Finding Strength in Caregiving by Kamaria MooreMay 19, 2016
Watch Kamaria’s personal introduction to our new Caregiver Portrait featuring her and her mother Mary:
Guest blogger: Kamaria Moore
My name is Kamaria Moore and I am the primary caregiver for my mother, Mary. She was diagnosed with early onset Alzheimers at 58, when I was 28. She is now 59 years old and I’m 31. My mom was previously living independently in a three-story family home, but recently has been hospitalized. Doctors have been unable to determine her diagnosis, so we’re in a state of limbo where we don’t really know how long she will be there and what her functioning capacity will be afterwards. I am spending as much time with her as I can at the hospital, and I take care of all health care, living logistics, and fiscal responsibilities.

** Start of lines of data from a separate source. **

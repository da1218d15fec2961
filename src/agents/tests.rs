use std::sync::Arc;
use std::sync::atomic::{AtomicUsize, Ordering};

use futures::future::BoxFuture;

use crate::agents::*;
use crate::llm::{CompletionRequest, LLMClient, LLMError, StaticClient};
use crate::plan::TaskDomain;

/// Canned client that counts how many completions were requested.
struct CountingClient {
    response: String,
    calls: Arc<AtomicUsize>,
}

impl CountingClient {
    fn new(response: &str) -> (Self, Arc<AtomicUsize>) {
        let calls = Arc::new(AtomicUsize::new(0));
        (
            Self {
                response: response.to_string(),
                calls: calls.clone(),
            },
            calls,
        )
    }
}

impl LLMClient for CountingClient {
    fn name(&self) -> &'static str {
        "counting"
    }

    fn complete(&self, _request: CompletionRequest) -> BoxFuture<'_, Result<String, LLMError>> {
        self.calls.fetch_add(1, Ordering::SeqCst);
        let response = self.response.clone();
        Box::pin(async move { Ok(response) })
    }
}

#[tokio::test]
async fn test_empty_content_skips_llm() {
    let (client, calls) = CountingClient::new(r#"{"items": []}"#);
    let agent = ActionItemAgent::new(Arc::new(client));
    let output = agent.extract("   ", Some("TASK-001")).await.unwrap();
    assert_eq!(output, agent.empty_output());
    assert_eq!(calls.load(Ordering::SeqCst), 0);
}

#[tokio::test]
async fn test_action_items_gap_annotation() {
    let response = r#"{
        "items": [
            {"id": "AI-001", "action": "ship the report", "owner": "?", "deadline": null, "status": "pending", "flags": []},
            {"id": "AI-002", "action": "book the room", "owner": "Dana", "deadline": "2026-09-01", "status": "pending", "flags": []}
        ]
    }"#;
    let agent = ActionItemAgent::new(Arc::new(StaticClient::new(response)));
    let output = agent.extract("please handle these", Some("TASK-001")).await.unwrap();

    let ExtractionOutput::ActionItems(result) = output else {
        panic!("expected action items");
    };
    assert_eq!(result.source_task_id.as_deref(), Some("TASK-001"));
    assert_eq!(result.items.len(), 2);
    assert!(result.items[0].flags.contains(&GapFlag::MissingOwner));
    assert!(result.items[0].flags.contains(&GapFlag::MissingDueDate));
    assert!(result.items[1].flags.is_empty());
}

#[tokio::test]
async fn test_parse_failure_degrades_to_empty() {
    let agent = ActionItemAgent::new(Arc::new(StaticClient::new("I could not comply.")));
    let output = agent.extract("some content", None).await.unwrap();
    let ExtractionOutput::ActionItems(result) = output else {
        panic!("expected action items");
    };
    assert!(result.items.is_empty());
    assert_eq!(result.source_task_id, None);
}

#[tokio::test]
async fn test_risk_extraction_parses_ratings() {
    let response = r#"{
        "items": [
            {"id": "RISK-001", "description": "vendor slips", "likelihood": "HIGH", "impact": "LOW", "mitigation": null, "owner": null}
        ]
    }"#;
    let agent = RiskAgent::new(Arc::new(StaticClient::new(response)));
    let output = agent.extract("vendor might slip", Some("TASK-002")).await.unwrap();
    let ExtractionOutput::Risks(result) = output else {
        panic!("expected risks");
    };
    assert_eq!(result.items[0].likelihood, RiskRating::High);
    assert_eq!(result.items[0].impact, RiskRating::Low);
    assert_eq!(result.source_task_id.as_deref(), Some("TASK-002"));
}

#[tokio::test]
async fn test_decision_status_defaults_to_pending() {
    let response = r#"{"items": [{"id": "DEC-001", "decision": "pick a vendor"}]}"#;
    let agent = DecisionAgent::new(Arc::new(StaticClient::new(response)));
    let output = agent.extract("we need to pick", None).await.unwrap();
    let ExtractionOutput::Decisions(result) = output else {
        panic!("expected decisions");
    };
    assert_eq!(result.items[0].status, DecisionStatus::Pending);
    assert_eq!(result.items[0].decision_maker, None);
}

#[tokio::test]
async fn test_knowledge_project_injection() {
    let response = r#"{"project": null, "items": {"status": "on track", "days_remaining": 20}}"#;
    let agent = KnowledgeAgent::new(Arc::new(StaticClient::new(response)));
    let output = agent
        .extract_for_project("context please", None, Some("PROJ-APOLLO"))
        .await
        .unwrap();
    let ExtractionOutput::Knowledge(result) = output else {
        panic!("expected knowledge");
    };
    assert_eq!(result.project.as_deref(), Some("PROJ-APOLLO"));
    assert_eq!(result.items.len(), 2);

    // A project the model filled in is kept.
    let response = r#"{"project": "PROJ-OTHER", "items": {}}"#;
    let agent = KnowledgeAgent::new(Arc::new(StaticClient::new(response)));
    let output = agent
        .extract_for_project("context please", None, Some("PROJ-APOLLO"))
        .await
        .unwrap();
    let ExtractionOutput::Knowledge(result) = output else {
        panic!("expected knowledge");
    };
    assert_eq!(result.project.as_deref(), Some("PROJ-OTHER"));
}

#[tokio::test]
async fn test_qna_empty_output_shape() {
    let agent = QnAAgent::new(Arc::new(StaticClient::new("{}")));
    let ExtractionOutput::Qna(empty) = agent.empty_output() else {
        panic!("expected qna");
    };
    assert!(empty.response.contains("insufficient context"));
    assert_eq!(empty.what_i_need, vec!["More context required".to_string()]);
}

#[tokio::test]
async fn test_evaluation_auto_approves_without_response() {
    let (client, calls) = CountingClient::new("{}");
    let agent = EvaluationAgent::new(Arc::new(client));
    let output = agent
        .extract("Extract the action items from this note.", Some("TASK-006"))
        .await
        .unwrap();
    let ExtractionOutput::Evaluation(result) = output else {
        panic!("expected evaluation");
    };
    assert_eq!(result.result, EvaluationVerdict::Approved);
    assert_eq!(
        result.feedback.as_deref(),
        Some("No explicit response to evaluate - extraction tasks completed successfully")
    );
    assert_eq!(result.source_task_id.as_deref(), Some("TASK-006"));
    assert_eq!(calls.load(Ordering::SeqCst), 0);
}

#[tokio::test]
async fn test_evaluation_lenient_on_minor_failures() {
    let response = r#"{
        "relevance": "PASS", "accuracy": "FAIL", "tone": "FAIL",
        "gaps_acknowledged": "PASS", "result": "REJECTED", "feedback": "tone is off"
    }"#;
    let agent = EvaluationAgent::new(Arc::new(StaticClient::new(response)));
    let output = agent
        .extract("Response to evaluate:\nHello team, status below.", None)
        .await
        .unwrap();
    let ExtractionOutput::Evaluation(result) = output else {
        panic!("expected evaluation");
    };
    assert_eq!(result.result, EvaluationVerdict::Approved);
    assert_eq!(
        result.feedback.as_deref(),
        Some("Auto-approved with 2 minor issues noted")
    );
}

#[tokio::test]
async fn test_evaluation_rejection_sticks_with_major_failures() {
    let response = r#"{
        "relevance": "FAIL", "accuracy": "FAIL", "tone": "FAIL",
        "gaps_acknowledged": "PASS", "result": "REJECTED", "feedback": "way off"
    }"#;
    let agent = EvaluationAgent::new(Arc::new(StaticClient::new(response)));
    let output = agent
        .extract("Response to evaluate:\nwhatever", None)
        .await
        .unwrap();
    let ExtractionOutput::Evaluation(result) = output else {
        panic!("expected evaluation");
    };
    assert_eq!(result.result, EvaluationVerdict::Rejected);
    assert_eq!(result.feedback.as_deref(), Some("way off"));
}

#[tokio::test]
async fn test_delivery_context_overrides() {
    let response = r#"{"channel": "slack", "recipient": "Somebody", "cc": ["PM"], "delivery_status": "PENDING"}"#;
    let agent = DeliveryAgent::new(Arc::new(StaticClient::new(response)));
    let output = agent
        .extract_with_context("send the reply", None, Some("email"), Some("Jordan Lee"))
        .await
        .unwrap();
    let ExtractionOutput::Delivery(receipt) = output else {
        panic!("expected delivery");
    };
    assert_eq!(receipt.channel, "email");
    assert_eq!(receipt.recipient, "Jordan Lee");
    assert_eq!(receipt.cc, vec!["PM".to_string()]);
    assert_eq!(receipt.delivery_status, DeliveryStatus::Sent);
}

#[test]
fn test_registry_builds_all_agents() {
    let registry = AgentRegistry::new(Arc::new(StaticClient::new("{}")));
    assert_eq!(registry.len(), 7);
    assert_eq!(
        registry.names(),
        vec![
            agent_names::ACTION_ITEMS,
            agent_names::DECISIONS,
            agent_names::EVALUATION,
            agent_names::KNOWLEDGE,
            agent_names::DELIVERY,
            agent_names::QNA,
            agent_names::RISKS,
        ]
    );
    assert!(registry.get(agent_names::QNA).is_some());
    assert!(registry.get("no_such_agent").is_none());
}

#[test]
fn test_domain_defaults() {
    let registry = AgentRegistry::new(Arc::new(StaticClient::new("{}")));
    let cases = [
        (TaskDomain::TrackingExecution, agent_names::ACTION_ITEMS),
        (TaskDomain::CommunicationCollaboration, agent_names::QNA),
        (TaskDomain::LearningImprovement, agent_names::DECISIONS),
    ];
    for (domain, expected) in cases {
        let agent = registry.domain_default(domain).unwrap();
        assert_eq!(agent.name(), expected);
    }

    assert!(AgentRegistry::empty()
        .domain_default(TaskDomain::TrackingExecution)
        .is_none());
}

#[test]
fn test_extraction_output_helpers() {
    let items = ExtractionOutput::ActionItems(ActionItemsResult {
        items: vec![ActionItem {
            id: Some("AI-001".to_string()),
            action: "do the thing".to_string(),
            owner: None,
            deadline: None,
            status: ItemStatus::Pending,
            flags: Vec::new(),
        }],
        ..Default::default()
    });
    assert_eq!(items.kind(), "action_items");
    assert_eq!(items.item_count(), Some(1));
    assert_eq!(items.primary_response(), None);

    let qna = ExtractionOutput::Qna(QnAResponse {
        response: "here you go".to_string(),
        ..Default::default()
    });
    assert_eq!(qna.kind(), "qna");
    assert_eq!(qna.item_count(), None);
    assert_eq!(qna.primary_response(), Some("here you go"));
}

#[test]
fn test_extraction_output_tagged_serde() {
    let receipt = ExtractionOutput::Delivery(DeliveryReceipt {
        channel: "email".to_string(),
        recipient: "Sam".to_string(),
        cc: Vec::new(),
        delivery_status: DeliveryStatus::Sent,
        source_task_id: Some("TASK-007".to_string()),
    });
    let json = serde_json::to_value(&receipt).unwrap();
    assert_eq!(json["kind"], "delivery");
    assert_eq!(json["delivery_status"], "SENT");

    let back: ExtractionOutput = serde_json::from_value(json).unwrap();
    assert_eq!(back, receipt);
}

My husband and I just got married on May 7th and celebrated our honeymoon in Puerto Rico. I work for the state of Massachusetts. As difficult as it was not having my mother to assist with wedding planning, it was even more difficult not having her at my wedding because of her sudden hospitalization. The juxtaposition of one of the happiest days of my life with serious concern over my mother’s health was incredibly difficult for me, but we still managed to have an awesome time and showed her all sorts of pictures and videos afterwards.
The Massachusetts/New Hampshire Alzheimer’s Association chapter has been incredibly helpful to me, and was instrumental in helping me line up initial supports when we received the diagnosis. One example was a support group for young people whose parents have early onset. I attended this group pretty regularly for about a year, but I often felt like I shouldn’t say anything because my experience was so different from everyone’s. I was the only person of color, and most people’s parents had either a husband or wife to assist in the caregiving. Because of this, their experience was mostly about enjoying their role as caregiver, and being able to enjoy the time spent with their parent. While I appreciated everyone’s shared experience, I felt like I couldn’t honestly express the difficulties I had with being a caregiver. This feeling led me to want to share my own story, which led me to this profile.

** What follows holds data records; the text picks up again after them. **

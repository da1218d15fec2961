//! CLI-specific functionality for the message orchestration agent
//!
//! This module contains all CLI-related code including argument parsing,
//! message input handling, and configuration discovery.

pub mod args;
pub mod config;

pub use args::{Args, ExecutionMode, InteractiveConfig, MessageInput, RunConfig};
pub use config::ConfigDiscovery;
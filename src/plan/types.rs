use crate::message::Message;
use serde::{Deserialize, Serialize};
use std::fmt;

/// Business domain a task belongs to; selects the default extraction agent
#[derive(Debug, Clone, Copy, PartialEq, Eq, Hash, Serialize, Deserialize)]
#[serde(rename_all = "SCREAMING_SNAKE_CASE")]
pub enum TaskDomain {
    TrackingExecution,
    CommunicationCollaboration,
    LearningImprovement,
}

impl TaskDomain {
    /// Wire name of the domain
    pub fn as_str(&self) -> &'static str {
        match self {
            TaskDomain::TrackingExecution => "TRACKING_EXECUTION",
            TaskDomain::CommunicationCollaboration => "COMMUNICATION_COLLABORATION",
            TaskDomain::LearningImprovement => "LEARNING_IMPROVEMENT",
        }
    }
}

impl fmt::Display for TaskDomain {
    fn fmt(&self, f: &mut fmt::Formatter<'_>) -> fmt::Result {
        f.write_str(self.as_str())
    }
}

/// Task priority, ordered from least to most urgent
#[derive(
    Debug, Clone, Copy, Default, PartialEq, Eq, PartialOrd, Ord, Hash, Serialize, Deserialize,
)]
#[serde(rename_all = "lowercase")]
pub enum TaskPriority {
    Low,
    #[default]
    Medium,
    High,
}

impl TaskPriority {
    pub fn as_str(&self) -> &'static str {
        match self {
            TaskPriority::Low => "low",
            TaskPriority::Medium => "medium",
            TaskPriority::High => "high",
        }
    }
}

impl fmt::Display for TaskPriority {
    fn fmt(&self, f: &mut fmt::Formatter<'_>) -> fmt::Result {
        f.write_str(self.as_str())
    }
}

/// Lifecycle of a planned task
///
/// Transitions: `Pending -> Routing -> Executing -> Completed | Failed`.
/// Routing fails directly when no agent resolves for the task.
#[derive(Debug, Clone, Copy, Default, PartialEq, Eq, Hash, Serialize, Deserialize)]
#[serde(rename_all = "SCREAMING_SNAKE_CASE")]
pub enum TaskStatus {
    #[default]
    Pending,
    Routing,
    Executing,
    Completed,
    Failed,
}

impl TaskStatus {
    pub fn as_str(&self) -> &'static str {
        match self {
            TaskStatus::Pending => "PENDING",
            TaskStatus::Routing => "ROUTING",
            TaskStatus::Executing => "EXECUTING",
            TaskStatus::Completed => "COMPLETED",
            TaskStatus::Failed => "FAILED",
        }
    }

    /// Check if the task reached a terminal state
    pub fn is_terminal(&self) -> bool {
        matches!(self, TaskStatus::Completed | TaskStatus::Failed)
    }

    /// Check if the task is currently being routed or executed
    pub fn is_in_progress(&self) -> bool {
        matches!(self, TaskStatus::Routing | TaskStatus::Executing)
    }
}

impl fmt::Display for TaskStatus {
    fn fmt(&self, f: &mut fmt::Formatter<'_>) -> fmt::Result {
        f.write_str(self.as_str())
    }
}

/// A single planned unit of work produced by the planner
///
/// `l3_agent` stays a free-form string: the planner model may suggest agent
/// names the registry does not know, and those must degrade to the domain
/// default at routing time instead of failing validation.
#[derive(Debug, Clone, PartialEq, Serialize, Deserialize)]
pub struct PlannedTask {
    pub task_id: String,
    pub domain: TaskDomain,
    #[serde(default)]
    pub l3_agent: Option<String>,
    pub description: String,
    #[serde(default)]
    pub purpose: Option<String>,
    #[serde(default)]
    pub priority: TaskPriority,
    #[serde(default)]
    pub depends_on: Vec<String>,
    #[serde(default)]
    pub status: TaskStatus,
}

impl PlannedTask {
    /// Create a pending task with the given id, domain, and description
    pub fn new(
        task_id: impl Into<String>,
        domain: TaskDomain,
        description: impl Into<String>,
    ) -> Self {
        Self {
            task_id: task_id.into(),
            domain,
            l3_agent: None,
            description: description.into(),
            purpose: None,
            priority: TaskPriority::default(),
            depends_on: Vec::new(),
            status: TaskStatus::default(),
        }
    }

    /// Request a specific extraction agent instead of the domain default
    pub fn with_agent(mut self, agent: impl Into<String>) -> Self {
        self.l3_agent = Some(agent.into());
        self
    }

    /// Set the task's purpose
    pub fn with_purpose(mut self, purpose: impl Into<String>) -> Self {
        self.purpose = Some(purpose.into());
        self
    }

    /// Set the task's priority
    pub fn with_priority(mut self, priority: TaskPriority) -> Self {
        self.priority = priority;
        self
    }

    /// Declare dependencies on other task ids
    pub fn with_dependencies(mut self, depends_on: Vec<String>) -> Self {
        self.depends_on = depends_on;
        self
    }
}

/// Ordered set of tasks planned for one message
#[derive(Debug, Clone, Default, PartialEq, Serialize, Deserialize)]
pub struct TaskPlan {
    pub tasks: Vec<PlannedTask>,
    pub source_message_id: String,
    #[serde(default)]
    pub source_message: Option<Message>,
}

impl TaskPlan {
    /// Create a plan for a message with the given tasks
    pub fn new(message: &Message, tasks: Vec<PlannedTask>) -> Self {
        Self {
            tasks,
            source_message_id: message.message_id.clone(),
            source_message: Some(message.clone()),
        }
    }

    /// Create an empty plan for a message
    pub fn empty_for(message: &Message) -> Self {
        Self::new(message, Vec::new())
    }

    /// Create a plan from tasks alone, without a backing message
    pub fn from_tasks(tasks: Vec<PlannedTask>) -> Self {
        Self {
            tasks,
            source_message_id: String::new(),
            source_message: None,
        }
    }

    pub fn len(&self) -> usize {
        self.tasks.len()
    }

    pub fn is_empty(&self) -> bool {
        self.tasks.is_empty()
    }

    /// Look up a task by id
    pub fn get(&self, task_id: &str) -> Option<&PlannedTask> {
        self.tasks.iter().find(|task| task.task_id == task_id)
    }

    /// Check whether a task id exists in this plan
    pub fn contains(&self, task_id: &str) -> bool {
        self.get(task_id).is_some()
    }
}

During this time, I have recognized my own strength. I have cared for both my parents off and on since 2007, and during this time have been able to obtain and keep full time employment, maintain healthy relationships with friends and family, purchase a home and get married. I am becoming someone who can balance life really well, including balancing care for mom with care for self. I’m strong enough to be there for her and know that it is ok to want my own life, although it is still something I struggle with often. I have learned that it’s okay to maintain my own life and happiness in order to be the best caregiver possible.

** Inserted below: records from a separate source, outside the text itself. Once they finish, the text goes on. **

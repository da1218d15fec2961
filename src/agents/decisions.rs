//! Decision extraction.

use std::sync::Arc;

use anyhow::Result;
use async_trait::async_trait;

use crate::agents::agent::{AgentCore, ExtractionAgent};
use crate::agents::registry::agent_names;
use crate::agents::types::{DecisionsResult, ExtractionOutput};
use crate::llm::LLMClient;
use crate::prompts::DECISIONS_SYSTEM_PROMPT;

/// Extracts decisions that were made or still need to be made.
pub struct DecisionAgent {
    core: AgentCore,
}

impl DecisionAgent {
    pub fn new(client: Arc<dyn LLMClient>) -> Self {
        Self {
            core: AgentCore::new(client, agent_names::DECISIONS, DECISIONS_SYSTEM_PROMPT),
        }
    }
}

#[async_trait]
impl ExtractionAgent for DecisionAgent {
    fn name(&self) -> &'static str {
        agent_names::DECISIONS
    }

    fn description(&self) -> &'static str {
        "Extract decisions needed or made"
    }

    fn empty_output(&self) -> ExtractionOutput {
        ExtractionOutput::Decisions(DecisionsResult::default())
    }

    async fn extract(&self, content: &str, task_id: Option<&str>) -> Result<ExtractionOutput> {
        match self
            .core
            .extract_model::<DecisionsResult>(content, task_id)
            .await
        {
            Some(result) => Ok(ExtractionOutput::Decisions(result)),
            None => Ok(self.empty_output()),
        }
    }
}
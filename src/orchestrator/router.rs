//! Task-to-agent resolution.

use std::sync::Arc;

use tracing::debug;

use crate::agents::{AgentRegistry, ExtractionAgent};
use crate::plan::PlannedTask;

/// Resolves a planned task to the agent that should run it.
///
/// An explicitly named `l3_agent` wins; otherwise the task's domain picks
/// its default. Unknown explicit names fall through to the domain default
/// too, so planner drift degrades instead of failing the task.
#[derive(Clone)]
pub struct Router {
    registry: AgentRegistry,
}

impl Router {
    pub fn new(registry: AgentRegistry) -> Self {
        Self { registry }
    }

    pub fn resolve(&self, task: &PlannedTask) -> Option<Arc<dyn ExtractionAgent>> {
        if let Some(name) = task.l3_agent.as_deref() {
            if let Some(agent) = self.registry.get(name) {
                return Some(agent);
            }
            debug!(
                "task {} names unknown agent '{}', falling back to domain default",
                task.task_id, name
            );
        }
        self.registry.domain_default(task.domain)
    }

    pub fn registry(&self) -> &AgentRegistry {
        &self.registry
    }
}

I’ve been able to use resources to fill in the gaps. My mom has really found a place in church so my cousins take her and it gives me a break. I’ve learned through caregiving that my strengths are logistics, so I take care of those, and my family takes care of providing her a social and emotional output. She attends an elder service day program which provides her with social interaction and support. She still maintains a few hobbies, including coloring which she is really proud to show off!
If there’s anything I hope comes from this profile, it’s that someone out there sees it and sees a reflection of themselves and their stories in it, and for just a second feels a little bit better. I’m very proud to share our story with the Genius of Caring community.